A silver standard parallel corpus containing 1917 English, Spanish and Portuguese clinical case reports (639 for each language) annotated with medical diagnostic codes from the ICD10-CM (International Classification of Diseases, 10th Revision, Clinical Modification) terminology. To create a new corpus follow the instructions below.
Citation:
P. Ruas, A. Lamurias, and F. Couto, “Towards a multilingual corpus for named entity linking evaluation in the clinical domain,” in The First International Workshop on Semantic Indexing and Information Retrieval for Health from heterogeneous content types and languages (SIIRH), 2020.

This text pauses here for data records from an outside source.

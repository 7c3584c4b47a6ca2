//! Synthetic chains for running without provider credentials.
//!
//! The generated chain has four weekly Friday expirations followed by three
//! roughly monthly ones, strikes within ±10% of the price, and open interest
//! that grows for in-the-money strikes. The nearest expiration also gets
//! extra open interest around the money.

use std::sync::Mutex;

use async_trait::async_trait;
use chrono::{Datelike, Duration, NaiveDate, Utc, Weekday};
use chrono_tz::Tz;
use rand::rngs::StdRng;
use rand::{Rng, SeedableRng};
use rust_decimal::Decimal;
use rust_decimal::prelude::ToPrimitive;

use crate::chain::{ChainSnapshot, Contract};
use crate::client::FetchResult;
use crate::error::FetchError;
use crate::fetcher::ChainFetcher;
use crate::types::ContractType;

/// [`ChainFetcher`] that fabricates a plausible chain around a fixed price.
#[derive(Debug)]
pub struct DemoChainFetcher {
    underlying_price: Decimal,
    timezone: Tz,
    rng: Mutex<StdRng>,
}

impl DemoChainFetcher {
    /// A fetcher seeded from OS entropy.
    pub fn new(underlying_price: Decimal, timezone: Tz) -> Self {
        Self::with_rng(underlying_price, timezone, StdRng::from_os_rng())
    }

    /// A fetcher whose output is fully determined by `seed` and the date.
    pub fn seeded(underlying_price: Decimal, timezone: Tz, seed: u64) -> Self {
        Self::with_rng(underlying_price, timezone, StdRng::seed_from_u64(seed))
    }

    fn with_rng(underlying_price: Decimal, timezone: Tz, rng: StdRng) -> Self {
        Self {
            underlying_price,
            timezone,
            rng: Mutex::new(rng),
        }
    }

    /// Build the chain for `trade_date`.
    pub fn generate(&self, ticker: &str, trade_date: NaiveDate) -> FetchResult<Vec<Contract>> {
        let price = self
            .underlying_price
            .to_f64()
            .filter(|p| *p > 0.0)
            .ok_or_else(|| FetchError::Malformed(format!("invalid demo price {}", self.underlying_price)))?;

        let mut rng = self
            .rng
            .lock()
            .map_err(|_| FetchError::Malformed("demo generator state poisoned".to_owned()))?;

        let expirations = expiration_dates(trade_date);
        let interval = strike_interval(price);
        let strikes = strike_ladder(price, interval);
        let key_strikes: Vec<i64> = [price, price - 5.0, price + 5.0]
            .iter()
            .map(|p| (p / interval).round() as i64)
            .collect();

        let mut contracts = Vec::with_capacity(expirations.len() * strikes.len() * 2);
        for (i, &expiration) in expirations.iter().enumerate() {
            for &steps in &strikes {
                let strike = steps as f64 * interval;
                let distance_pct = (strike - price).abs() / price;

                let call_base = rng.random_range(500..5000) as f64;
                let call_oi = if strike < price {
                    call_base * (1.0 + (price - strike) / price)
                } else {
                    call_base * (1.0 - distance_pct * 2.0).max(0.1)
                };
                let call_oi = jitter(&mut rng, call_oi);

                let put_base = rng.random_range(500..5000) as f64;
                let put_oi = if strike > price {
                    put_base * (1.0 + (strike - price) / price)
                } else {
                    put_base * (1.0 - distance_pct * 2.0).max(0.1)
                };
                let put_oi = jitter(&mut rng, put_oi * 1.2);

                let boost = if i == 0 && key_strikes.contains(&steps) {
                    rng.random_range(1.5..2.5)
                } else {
                    1.0
                };

                let strike = Decimal::from(steps * interval as i64);
                contracts.push(demo_contract(
                    ticker,
                    Contract::call(strike, (call_oi as f64 * boost) as u64, expiration),
                ));
                contracts.push(demo_contract(
                    ticker,
                    Contract::put(strike, (put_oi as f64 * boost) as u64, expiration),
                ));
            }
        }
        Ok(contracts)
    }
}

#[async_trait]
impl ChainFetcher for DemoChainFetcher {
    async fn fetch_chain(&self, ticker: &str, expirations: usize) -> FetchResult<ChainSnapshot> {
        let fetched_at = Utc::now();
        let trade_date = fetched_at.with_timezone(&self.timezone).date_naive();

        let mut contracts = self.generate(ticker, trade_date)?;
        let kept: Vec<NaiveDate> = expiration_dates(trade_date)
            .into_iter()
            .take(expirations.max(1))
            .collect();
        contracts.retain(|c| kept.contains(&c.expiration));

        tracing::info!(%ticker, contracts = contracts.len(), "generated demo options chain");
        Ok(ChainSnapshot::new(
            ticker,
            self.underlying_price,
            fetched_at,
            trade_date,
            kept,
            contracts,
        ))
    }
}

/// Four weekly Fridays starting with the nearest one, then three dates at
/// 30-day steps.
fn expiration_dates(trade_date: NaiveDate) -> Vec<NaiveDate> {
    let days_to_friday = (Weekday::Fri.num_days_from_monday() as i64
        - trade_date.weekday().num_days_from_monday() as i64)
        .rem_euclid(7);
    let first_friday = trade_date + Duration::days(days_to_friday);

    let mut dates: Vec<NaiveDate> = (0..4)
        .map(|week| first_friday + Duration::weeks(week))
        .collect();
    dates.extend((1..=3).map(|month| trade_date + Duration::days(30 * month)));
    dates.sort_unstable();
    dates.dedup();
    dates
}

fn strike_interval(price: f64) -> f64 {
    if price < 100.0 {
        1.0
    } else if price < 500.0 {
        5.0
    } else {
        10.0
    }
}

/// Strikes as multiples of `interval` spanning ±10% of `price`.
fn strike_ladder(price: f64, interval: f64) -> Vec<i64> {
    let lo = (price * 0.9 / interval).floor() as i64;
    let hi = (price * 1.1 / interval).floor() as i64;
    (lo..=hi).collect()
}

fn jitter(rng: &mut StdRng, oi: f64) -> u64 {
    (oi as i64 + rng.random_range(-200..=200)).max(0) as u64
}

fn demo_contract(ticker: &str, mut contract: Contract) -> Contract {
    let side = match contract.side {
        ContractType::Call => 'C',
        ContractType::Put => 'P',
    };
    let millis = (contract.strike * Decimal::ONE_THOUSAND).to_u64().unwrap_or(0);
    contract.symbol = Some(format!(
        "O:{ticker}{}{side}{millis:08}",
        contract.expiration.format("%y%m%d")
    ));
    contract
}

It is necessary an environment with Python>=3.5 installed.
Then, run the script:
./setup.sh
To download the English, Portuguese and Spanish versions of ICD10-CM:
./get_data.sh
Returns:
- icd10cm_tabular_2020.xml file with the English version
- ICD10CMPCS_2017_PT_Longa e Curta_20180821corrigidav5.2.xlsx file with the Portuguese version
- CIE10_2020_DIAGNOST_REFERENCIA_2019_10_04_1.xlsx file with the Spanish version
2. Retrieve abstracts from SciELO repository
To retrieve the clinical case reports (corresponding to SciELO search filters: * AND subject_area:("Health Sciences") AND type:("case-report") AND la:("es" OR "pt" OR "en")) whose abstract text is simultaneously in English, Portuguese and Spanish:
python retrieve_abstracts.py
Returns:
- scielo_abstracts dir containing the retrieved abstracts (file names with termination en, pt, es refer respectively to English, Portuguese and Spanish texts)
- article_scielo_ids file
- abstract_retrieval_stats file
To recognize the medical diagnostic entities in the abstracts and to link them to the appropriate code in the ICD10-CM terminology using MER (<language> is en, pt or es):
python mer_annotate.py <language>
Returns:
- mer_annotations dir containing the subdirectories en, pt and es, each subdirectory contains the annotations files for the abstracts in the referred language
- mer_annotation_stats_[LANGUAGE] file
Example of the annotation file S0034-70942002000300010-scl_pt.ann:
[Term number] [Begin] [End] [Entity mention] [ICD10-CM code]
T1 626 645 insuficiência renal N17-N19
T2 29 47 doença de Moyamoya I67.5
T3 342 360 doença de Moyamoya I67.5
T4 541 559 doença de Moyamoya I67.5